In the extreme case where an object is an infinite distance away, $S 1 = \infty$ , $S 2 = f$ and $M = - f /\infty = 0$ , indicating that the object would be imaged to a single point in the focal plane. In fact, the diameter of the projected spot is not actually zero, since diffraction places a lower limit on the size of the point spread function. This is called the diffraction limit.

Aberrations

Optical aberration
Defocus Tilt Spherical aberration Astigmatism Coma Distortion Petzval field curvature Chromatic aberration

Lenses do not form perfect images, and a lens always introduces some degree of distortion or aberration that makes the image an imperfect replica of the object. Careful design of the lens system for a particular application minimizes the aberration. Several types of aberration affect image quality, including spherical aberration, coma, and chromatic aberration.

Spherical aberration

Spherical aberration occurs because spherical surfaces are not the ideal shape for a lens, but are by far the simplest shape to which glass can be ground and polished, and so are often used. Spherical aberration causes beams parallel to, but distant from, the lens axis to be focused in a slightly different place than beams close to the axis. This manifests itself as a blurring of the image. Spherical aberration can be minimised with normal lens shapes by carefully choosing the surface curvatures for a particular application. For instance, a plano-convex lens, which is used to focus a collimated beam, produces a sharper focal spot when used with the convex side towards the beam source.

Coma

Coma, or comatic aberration, derives its name from the comet-like appearance of the aberrated image. Coma occurs when an object off the optical axis of the lens is imaged, where rays pass through the lens at an angle to the axis $θ$ . Rays that pass through the centre of a lens of focal length $f$ are focused at a point with distance $f tan θ$ from the axis. Rays passing through the outer margins of the lens are focused at different points, either further from the axis (positive coma) or closer to the axis (negative coma). In general, a bundle of parallel rays passing through the lens at a fixed distance from the centre of the lens are focused to a ring-shaped image in the focal plane, known as a comatic circle. The sum of all these circles results in a V-shaped or comet-like flare. As with spherical aberration, coma can be minimised (and in some cases eliminated) by choosing the curvature of the two lens surfaces to match the application. Lenses in which both spherical aberration and coma are minimised are called bestform lenses.

Chromatic aberration

Chromatic aberration is caused by the dispersion of the lens material—the variation of its refractive index, $n$ , with the wavelength of light. Since, from the formulae above, $f$ is dependent upon $n$ , it follows that light of different wavelengths is focused to different positions. Chromatic aberration of a lens is seen as fringes of colour around the image. It can be minimised by using an achromatic doublet (or achromat) in which two materials with differing dispersion are bonded together to form a single lens. This reduces the amount of chromatic aberration over a certain range of wavelengths, though it does not produce perfect correction. The use of achromats was an important step in the development of the optical microscope. An apochromat is a lens or lens system with even better chromatic aberration correction, combined with improved spherical aberration correction. Apochromats are much more expensive than achromats.
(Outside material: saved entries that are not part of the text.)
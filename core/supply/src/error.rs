// citrate/core/supply/src/error.rs

use citrate_primitives::{CoinError, Coins};
use std::fmt;
use thiserror::Error;

/// Supply record field (or reconstructed quantity) that a check compares
#[derive(Debug, Clone, Copy, PartialEq, Eq, Hash)]
pub enum SupplyField {
    CirculatingSupply,
    ModulesSupply,
    InitialVestingSupply,
    TotalSupply,
}

impl SupplyField {
    pub fn as_str(&self) -> &'static str {
        match self {
            SupplyField::CirculatingSupply => "circulating_supply",
            SupplyField::ModulesSupply => "modules_supply",
            SupplyField::InitialVestingSupply => "initial_vesting_supply",
            SupplyField::TotalSupply => "total_supply",
        }
    }

    /// Label for the independently computed side of the comparison
    fn computed_label(&self) -> &'static str {
        match self {
            SupplyField::CirculatingSupply => "sum of circulating tokens",
            SupplyField::ModulesSupply => "sum of module account tokens",
            SupplyField::InitialVestingSupply => "sum of still-vesting tokens",
            SupplyField::TotalSupply => "calculated total supply",
        }
    }
}

impl fmt::Display for SupplyField {
    fn fmt(&self, f: &mut fmt::Formatter<'_>) -> fmt::Result {
        f.write_str(self.as_str())
    }
}

/// One diverging field: what the supplier record says versus what was computed
#[derive(Debug, Clone, PartialEq, Eq)]
pub struct FieldMismatch {
    pub field: SupplyField,
    pub recorded: Coins,
    pub computed: Coins,
}

impl fmt::Display for FieldMismatch {
    fn fmt(&self, f: &mut fmt::Formatter<'_>) -> fmt::Result {
        write!(
            f,
            "\n\tsupplier.{}: {}\n\t{}: {}",
            self.field,
            self.recorded,
            self.field.computed_label(),
            self.computed
        )
    }
}

/// External subsystem a snapshot reading comes from
#[derive(Debug, Clone, Copy, PartialEq, Eq, Hash)]
pub enum Collaborator {
    Accounts,
    Supplier,
    Staking,
    FeeCollector,
    CommunityPool,
    OutstandingRewards,
    BlockHeader,
}

impl fmt::Display for Collaborator {
    fn fmt(&self, f: &mut fmt::Formatter<'_>) -> fmt::Result {
        let name = match self {
            Collaborator::Accounts => "accounts",
            Collaborator::Supplier => "supplier",
            Collaborator::Staking => "staking",
            Collaborator::FeeCollector => "fee collector",
            Collaborator::CommunityPool => "community pool",
            Collaborator::OutstandingRewards => "outstanding rewards",
            Collaborator::BlockHeader => "block header",
        };
        f.write_str(name)
    }
}

fn join_mismatches(mismatches: &[FieldMismatch]) -> String {
    mismatches.iter().map(ToString::to_string).collect()
}

#[derive(Error, Debug, Clone, PartialEq, Eq)]
pub enum SupplyError {
    #[error("{route} invariance broken:{}", join_mismatches(.mismatches))]
    InvariantViolation {
        route: &'static str,
        mismatches: Vec<FieldMismatch>,
    },

    #[error("{collaborator} unavailable: {reason}")]
    CollaboratorUnavailable {
        collaborator: Collaborator,
        reason: String,
    },

    #[error("Coin arithmetic failed: {0}")]
    Coin(#[from] CoinError),

    #[error("Invariant route already registered: {0}")]
    DuplicateRoute(String),

    #[error("Unknown invariant route: {0}")]
    UnknownRoute(String),
}

impl SupplyError {
    pub fn unavailable(collaborator: Collaborator, reason: impl Into<String>) -> Self {
        SupplyError::CollaboratorUnavailable {
            collaborator,
            reason: reason.into(),
        }
    }

    pub fn is_violation(&self) -> bool {
        matches!(self, SupplyError::InvariantViolation { .. })
    }

    /// Mismatched fields carried by a violation, empty for other errors
    pub fn mismatches(&self) -> &[FieldMismatch] {
        match self {
            SupplyError::InvariantViolation { mismatches, .. } => mismatches,
            _ => &[],
        }
    }
}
Different lens materials may also be used to minimise chromatic aberration, such as specialised coatings or lenses made from the crystal fluorite. This naturally occurring substance has the highest known Abbe number, indicating that the material has low dispersion.

Other types of aberration

Other kinds of aberration include field curvature, barrel and pincushion distortion, and astigmatism.

Aperture diffraction

Even if a lens is designed to minimize or eliminate the aberrations described above, the image quality is still limited by the diffraction of light passing through the lens' finite aperture. A diffraction-limited lens is one in which aberrations have been reduced to the point where the image quality is primarily limited by diffraction under the design conditions.

Compound lenses

Simple lenses are subject to the optical aberrations discussed above. In many cases these aberrations can be compensated for to a great extent by using a combination of simple lenses with complementary aberrations. A compound lens is a collection of simple lenses of different shapes and made of materials of different refractive indices, arranged one after the other with a common axis.

The simplest case is where lenses are placed in contact: if the lenses of focal lengths $f 1$ and $f 2$ are "thin", the combined focal length $f$ of the lenses is given by

\frac{1}{f} = \frac{1}{f_{1}} + \frac{1}{f_{2}} .

Since $1/ f$ is the power of a lens, it can be seen that the powers of thin lenses in contact are additive.

If two thin lenses are separated in air by some distance $d$ , the focal length for the combined system is given by

\frac{1}{f} = \frac{1}{f_{1}} + \frac{1}{f_{2}} - \frac{d}{f_{1} f_{2}} .

The distance from the front focal point of the combined lenses to the first lens is called the front focal length (FFL):

FFL = \frac{f_{1} (f_{2} - d)}{(f_{1} + f_{2}) - d}, .

Similarly, the distance from the second lens to the rear focal point of the combined system is the back focal length (BFL):

BFL = \frac{f_{2} (d - f_{1})}{d - (f_{1} + f_{2})} .

As $d$ tends to zero, the focal lengths tend to the value of $f$ given for thin lenses in contact.

If the separation distance is equal to the sum of the focal lengths ( $d = f 1 + f 2$ ), the FFL and BFL are infinite. This corresponds to a pair of lenses that transform a parallel (collimated) beam into another collimated beam. This type of system is called an afocal system, since it produces no net convergence or divergence of the beam. Two lenses at this separation form the simplest type of optical telescope. Although the system does not alter the divergence of a collimated beam, it does alter the width of the beam. The magnification of such a telescope is given by

M = - \frac{f_{2}}{f_{1}},

which is the ratio of the output beam width to the input beam width. Note the sign convention: a telescope with two convex lenses ( $f 1 > 0$ , $f 2 > 0$ ) produces a negative magnification, indicating an inverted image. A convex plus a concave lens ( $f 1 > 0 > f 2$ ) produces a positive magnification and the image is upright. For further information on simple optical telescopes, see Refracting telescope § Refracting telescope designs.

Non spherical types

Cylindrical lenses have curvature along only one axis. They are used to focus light into a line, or to convert the elliptical light from a laser diode into a round beam. They are also used in motion picture anamorphic lenses.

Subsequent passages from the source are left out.